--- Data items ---
▽

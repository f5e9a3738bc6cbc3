//! NPC steering
//!
//! Layered heuristic: follow a look-ahead point on the centerline, blend it
//! toward food when hungry, shift it away from hazards, pull it back toward a
//! safe lane near the edge, then derive throttle/brake/turn from the heading
//! error and the accumulated caution.

use glam::Vec2;

use super::state::{BodyItemKind, ControlInput, EffectKind, PickupKind, Racer, RaceWorld, Surface};
use super::track::{Track, TrackProjection};
use super::venom;
use crate::consts::*;
use crate::{heading_vec, lerp, mod1, shortest_angle};

/// Build the control input for one NPC racer this tick
pub fn build_npc_control(world: &RaceWorld, racer: &Racer, now_ms: f64) -> ControlInput {
    let Some(projection) = racer
        .last_projection
        .or_else(|| world.track.project_on_track(racer.pos))
    else {
        // Degenerate track: coast straight
        return ControlInput {
            throttle: 0.5,
            ..Default::default()
        };
    };

    let look_ahead = racer.profile.look_ahead + racer.speed * 0.32;
    let target_fraction = mod1(projection.t_norm + look_ahead / world.track.total_length.max(1.0));
    let Some(track_sample) = world.track.sample_track(target_fraction) else {
        return ControlInput::default();
    };

    let apple_target = find_apple_target(world, racer, &projection);
    let blended = blend_apple_target(track_sample.point, apple_target, racer);
    let (hazard_dir, hazard_intensity) = hazard_avoidance(world, racer, &projection);
    let (edge_target, edge_intensity) = edge_avoidance(world, racer, &projection);

    let mut target = shift_target_from_hazards(world, blended, hazard_dir, hazard_intensity);
    if let Some(edge_target) = edge_target {
        let edge_blend = lerp(0.62, 0.99, edge_intensity);
        target = target.lerp(edge_target, edge_blend);
    }

    let apple_attraction = apple_attraction(racer);
    let caution = (hazard_intensity * 0.7 + edge_intensity * 1.4).clamp(0.0, 1.0);
    let desired_heading = (target - racer.pos).to_angle();
    let angle = shortest_angle(racer.heading, desired_heading);

    let mut throttle = 1.0_f32;
    let mut brake = 0.0_f32;
    if angle.abs() > racer.profile.brake_angle {
        throttle = 0.42;
        brake = 0.26;
    }
    if racer.surface != Surface::Road {
        let outside = racer.surface == Surface::Outside;
        throttle = throttle.min(if outside { 0.46 } else { 0.66 });
        brake = brake.max(if outside { 0.32 } else { 0.16 });
    }
    if racer.has_effect(EffectKind::BombSlow) {
        // Already slowed; coasting harder just loses more ground
        throttle = throttle.max(0.82);
        brake = brake.max(0.06);
    }
    if apple_attraction > 0.0 && caution < 0.34 && edge_intensity < 0.22 {
        throttle = throttle.max(lerp(0.9, 1.0, apple_attraction));
        brake = brake.min(lerp(0.14, 0.0, apple_attraction));
    }
    if caution > 0.0 {
        throttle = throttle.min(lerp(0.84, 0.34, caution));
        brake = brake.max(lerp(0.08, 0.42, caution));
    }
    if edge_intensity > 0.35 {
        throttle = throttle.min(0.62);
        brake = brake.max(0.14);
    }
    if edge_intensity > 0.58 {
        throttle = throttle.min(0.44);
        brake = brake.max(0.26);
    }
    if edge_intensity > 0.78 {
        throttle = throttle.min(0.28);
        brake = brake.max(0.42);
    }
    if racer.speed < 12.0 {
        if caution < 0.55 {
            throttle = throttle.max(0.92);
            brake = 0.0;
        } else {
            throttle = throttle.max(0.7);
            brake = brake.max(0.12);
        }
    }
    if racer.profile.never_stop {
        let cautious_mode = caution >= 0.2 || racer.surface != Surface::Road;
        if !cautious_mode {
            throttle = throttle.max(0.96);
            brake = 0.0;
            if racer.speed < ALWAYS_MOVE_MIN_SPEED * 0.7 {
                throttle = 1.0;
            }
        } else {
            throttle = throttle.max(if edge_intensity > 0.62 { 0.34 } else { 0.5 });
            brake = brake.max(lerp(
                0.1,
                0.34,
                (caution + edge_intensity * 0.32).clamp(0.0, 1.0),
            ));
        }
    }

    let steer_gain = racer.profile.steer_gain * (1.0 + caution * 0.65 + edge_intensity * 0.9);

    ControlInput {
        throttle: throttle.clamp(0.0, 1.0),
        brake: brake.clamp(0.0, 1.0),
        turn: (angle * steer_gain).clamp(-1.0, 1.0),
        spit: venom::can_npc_shoot_venom(world, racer, now_ms),
    }
}
//! Body items (apples, cacti), pickups (bombs, shields) and hunger
//!
//! Items live in the world, deactivate on collection and respawn later at a
//! fresh seeded track-relative position. Hunger is the clock that drives AI
//! apple-seeking; a starving racer starts shedding segments.

use glam::Vec2;
use rand::Rng;

use super::body::{apply_body_segment_delta, SegmentChangeReason};
use super::state::{BodyItem, BodyItemKind, EffectKind, Pickup, PickupKind, RaceWorld};
use crate::consts::*;
use crate::mod1;

/// Pick a fresh position on the road surface. Apples additionally stay clear
/// of the start line so the AI never parks on checkpoint 0.
pub fn randomize_item_position(world: &mut RaceWorld, avoid_start_line: bool) -> Vec2 {
    let start = world.track.checkpoints.first().copied();
    for _ in 0..12 {
        let t = mod1(world.rng.random_range(0.0..1.0));
        let lateral_limit = (world.track.road_width * 0.8).max(1.0);
        let lateral = world.rng.random_range(-lateral_limit..lateral_limit);
        let Some(sample) = world.track.sample_track(t) else {
            break;
        };
        let normal = Vec2::new(-sample.tangent.y, sample.tangent.x);
        let pos = sample.point + normal * lateral;
        if avoid_start_line {
            if let Some(start) = start {
                if (pos - start).length() < APPLE_STARTLINE_AVOID_RADIUS {
                    continue;
                }
            }
        }
        return pos;
    }
    // Degenerate track or unlucky rolls: fall back to the first point
    world.track.points.first().copied().unwrap_or(Vec2::ZERO)
}

/// Seed the initial item set for a race
pub fn spawn_items(world: &mut RaceWorld, apples: u32, cacti: u32, bombs: u32, shields: u32) {
    for _ in 0..apples {
        let pos = randomize_item_position(world, true);
        world.body_items.push(BodyItem {
            pos,
            kind: BodyItemKind::Apple,
            radius: APPLE_RADIUS,
            active: true,
            respawn_at_ms: 0.0,
        });
    }
    for _ in 0..cacti {
        let pos = randomize_item_position(world, false);
        world.body_items.push(BodyItem {
            pos,
            kind: BodyItemKind::Cactus,
            radius: CACTUS_RADIUS,
            active: true,
            respawn_at_ms: 0.0,
        });
    }
    for _ in 0..bombs {
        let pos = randomize_item_position(world, false);
        world.pickups.push(Pickup {
            pos,
            kind: PickupKind::Bomb,
            active: true,
            respawn_at_ms: 0.0,
        });
    }
    for _ in 0..shields {
        let pos = randomize_item_position(world, false);
        world.pickups.push(Pickup {
            pos,
            kind: PickupKind::Shield,
            active: true,
            respawn_at_ms: 0.0,
        });
    }
}

/// Respawn collected body items whose timer elapsed
pub fn update_body_items(world: &mut RaceWorld, now_ms: f64) {
    for i in 0..world.body_items.len() {
        let item = &world.body_items[i];
        if item.active || now_ms < item.respawn_at_ms {
            continue;
        }
        let avoid_start = item.kind == BodyItemKind::Apple;
        let pos = randomize_item_position(world, avoid_start);
        let item = &mut world.body_items[i];
        item.pos = pos;
        item.active = true;
        log::debug!("respawned {:?} at ({:.0}, {:.0})", item.kind, pos.x, pos.y);
    }
}

/// Respawn collected pickups whose timer elapsed
pub fn update_pickups(world: &mut RaceWorld, now_ms: f64) {
    for i in 0..world.pickups.len() {
        let pickup = &world.pickups[i];
        if pickup.active || now_ms < pickup.respawn_at_ms {
            continue;
        }
        let pos = randomize_item_position(world, false);
        let pickup = &mut world.pickups[i];
        pickup.pos = pos;
        pickup.active = true;
        log::debug!("respawned {:?} at ({:.0}, {:.0})", pickup.kind, pos.x, pos.y);
    }
}

/// Advance every unfinished racer's hunger clock; starvation sheds segments
pub fn update_racer_hunger(world: &mut RaceWorld, now_ms: f64) {
    for racer in &mut world.racers {
        if racer.finished {
            continue;
        }
        if racer.hunger_next_step_at_ms <= 0.0 {
            racer.hunger_next_step_at_ms = now_ms + HUNGER_STEP_INTERVAL_MS;
            continue;
        }
        if now_ms < racer.hunger_next_step_at_ms {
            continue;
        }
        racer.hunger_next_step_at_ms = now_ms + HUNGER_STEP_INTERVAL_MS;
        racer.exhaustion_steps = (racer.exhaustion_steps + 1).min(HUNGER_SHED_STEPS);
        if racer.exhaustion_steps >= HUNGER_SHED_STEPS {
            apply_body_segment_delta(racer, -1, now_ms, SegmentChangeReason::Starve);
        }
    }
}

/// Head-overlap collection of apples and cacti
pub fn check_body_item_collection(world: &mut RaceWorld, now_ms: f64) {
    for item_idx in 0..world.body_items.len() {
        if !world.body_items[item_idx].active {
            continue;
        }
        let (item_pos, item_radius, item_kind) = {
            let item = &world.body_items[item_idx];
            (item.pos, item.radius, item.kind)
        };
        let limit = HEAD_RADIUS + item_radius;

        for racer_idx in 0..world.racers.len() {
            let racer = &world.racers[racer_idx];
            if racer.finished || (racer.pos - item_pos).length_squared() > limit * limit {
                continue;
            }
            let racer = &mut world.racers[racer_idx];
            match item_kind {
                BodyItemKind::Apple => {
                    apply_body_segment_delta(racer, 1, now_ms, SegmentChangeReason::Apple);
                    racer.exhaustion_steps = 0;
                    racer.hunger_next_step_at_ms = now_ms + HUNGER_STEP_INTERVAL_MS;
                }
                BodyItemKind::Cactus => {
                    // Contact always costs the item; the shrink may be denied
                    // by the floor
                    apply_body_segment_delta(racer, -1, now_ms, SegmentChangeReason::Cactus);
                }
            }
            let item = &mut world.body_items[item_idx];
            item.active = false;
            item.respawn_at_ms = now_ms + ITEM_RESPAWN_MS;
            break;
        }
    }
}

/// Head-overlap collection of bombs and shields
pub fn check_pickup_collection(world: &mut RaceWorld, now_ms: f64) {
    for pickup_idx in 0..world.pickups.len() {
        if !world.pickups[pickup_idx].active {
            continue;
        }
        let (pickup_pos, pickup_kind) = {
            let pickup = &world.pickups[pickup_idx];
            (pickup.pos, pickup.kind)
        };
        let limit = HEAD_RADIUS + PICKUP_RADIUS;

        for racer_idx in 0..world.racers.len() {
            let racer = &world.racers[racer_idx];
            if racer.finished || (racer.pos - pickup_pos).length_squared() > limit * limit {
                continue;
            }
            let racer = &mut world.racers[racer_idx];
            match pickup_kind {
                PickupKind::Bomb => {
                    racer.add_effect(
                        EffectKind::BombSlow,
                        BOMB_SLOW_DURATION_MS,
                        now_ms,
                        BOMB_SLOW_MUL,
                    );
                }
                PickupKind::Shield => {
                    racer.shield_charges += 1;
                    racer.add_effect(EffectKind::Shield, SHIELD_EFFECT_MS, now_ms, 1.0);
                }
            }
            let pickup = &mut world.pickups[pickup_idx];
            pickup.active = false;
            pickup.respawn_at_ms = now_ms + ITEM_RESPAWN_MS;
            break;
        }
    }
}

#[cfg(test)]
mod tests {
    use super::*;
    use crate::sim::state::{RacerKind, RacerProfile};
    use crate::sim::track::Track;

    fn test_world() -> RaceWorld {
        let track = Track::new(
            vec![
                Vec2::new(0.0, 0.0),
                Vec2::new(1000.0, 0.0),
                Vec2::new(1000.0, 600.0),
                Vec2::new(0.0, 600.0),
            ],
            40.0,
            70.0,
            vec![Vec2::new(0.0, 0.0), Vec2::new(1000.0, 600.0)],
        );
        let mut world = RaceWorld::new(track, 3, 42, 0.0);
        world.add_racer(
            RacerKind::Default,
            RacerProfile::default(),
            Vec2::new(500.0, 0.0),
            0.0,
            false,
            0xffffff,
        );
        world
    }

    #[test]
    fn test_apple_grows_and_feeds() {
        let mut world = test_world();
        world.racers[0].exhaustion_steps = 4;
        world.body_items.push(BodyItem {
            pos: Vec2::new(500.0, 2.0),
            kind: BodyItemKind::Apple,
            radius: APPLE_RADIUS,
            active: true,
            respawn_at_ms: 0.0,
        });
        let before = world.racers[0].segment_count;

        check_body_item_collection(&mut world, 1000.0);

        assert_eq!(world.racers[0].segment_count, before + 1);
        assert_eq!(world.racers[0].exhaustion_steps, 0);
        assert!(!world.body_items[0].active);
        assert!(world.body_items[0].respawn_at_ms > 1000.0);
    }

    #[test]
    fn test_cactus_respects_floor_but_is_consumed() {
        let mut world = test_world();
        world.racers[0].segment_count = MIN_BODY_SEGMENTS;
        world.body_items.push(BodyItem {
            pos: Vec2::new(500.0, 2.0),
            kind: BodyItemKind::Cactus,
            radius: CACTUS_RADIUS,
            active: true,
            respawn_at_ms: 0.0,
        });

        check_body_item_collection(&mut world, 1000.0);

        assert_eq!(world.racers[0].segment_count, MIN_BODY_SEGMENTS);
        assert!(!world.body_items[0].active);
    }

    #[test]
    fn test_bomb_applies_slow_and_shield_grants_charge() {
        let mut world = test_world();
        world.pickups.push(Pickup {
            pos: Vec2::new(500.0, 2.0),
            kind: PickupKind::Bomb,
            active: true,
            respawn_at_ms: 0.0,
        });
        check_pickup_collection(&mut world, 1000.0);
        assert!(world.racers[0].has_effect(EffectKind::BombSlow));

        world.pickups.push(Pickup {
            pos: world.racers[0].pos,
            kind: PickupKind::Shield,
            active: true,
            respawn_at_ms: 0.0,
        });
        check_pickup_collection(&mut world, 1000.0);
        assert_eq!(world.racers[0].shield_charges, 1);
        assert!(world.racers[0].has_effect(EffectKind::Shield));
    }

    #[test]
    fn test_hunger_steps_and_starvation_shed() {
        let mut world = test_world();
        world.racers[0].segment_count = MIN_BODY_SEGMENTS + 2;

        // First call only arms the clock
        update_racer_hunger(&mut world, 0.0);
        assert_eq!(world.racers[0].exhaustion_steps, 0);

        let mut now = 0.0;
        for _ in 0..HUNGER_SHED_STEPS + 2 {
            now += HUNGER_STEP_INTERVAL_MS;
            update_racer_hunger(&mut world, now);
        }
        assert_eq!(world.racers[0].exhaustion_steps, HUNGER_SHED_STEPS);
        assert!(world.racers[0].segment_count < MIN_BODY_SEGMENTS + 2);
        assert!(world.racers[0].segment_count >= MIN_BODY_SEGMENTS);
    }

    #[test]
    fn test_respawn_waits_for_timer_and_avoids_start_line() {
        let mut world = test_world();
        world.body_items.push(BodyItem {
            pos: Vec2::new(500.0, 2.0),
            kind: BodyItemKind::Apple,
            radius: APPLE_RADIUS,
            active: false,
            respawn_at_ms: 5000.0,
        });

        update_body_items(&mut world, 4000.0);
        assert!(!world.body_items[0].active);

        update_body_items(&mut world, 5001.0);
        assert!(world.body_items[0].active);
        let start = world.track.checkpoints[0];
        assert!((world.body_items[0].pos - start).length() >= APPLE_STARTLINE_AVOID_RADIUS);
    }
}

△

--- WHAT TO PRODUCE ---
Scan the entries above, and wherever a line holds the string "checkpoints", copy it.

--- TASK OUTPUT ---
    let start = world.track.checkpoints.first().copied();
        let start = world.track.checkpoints[0];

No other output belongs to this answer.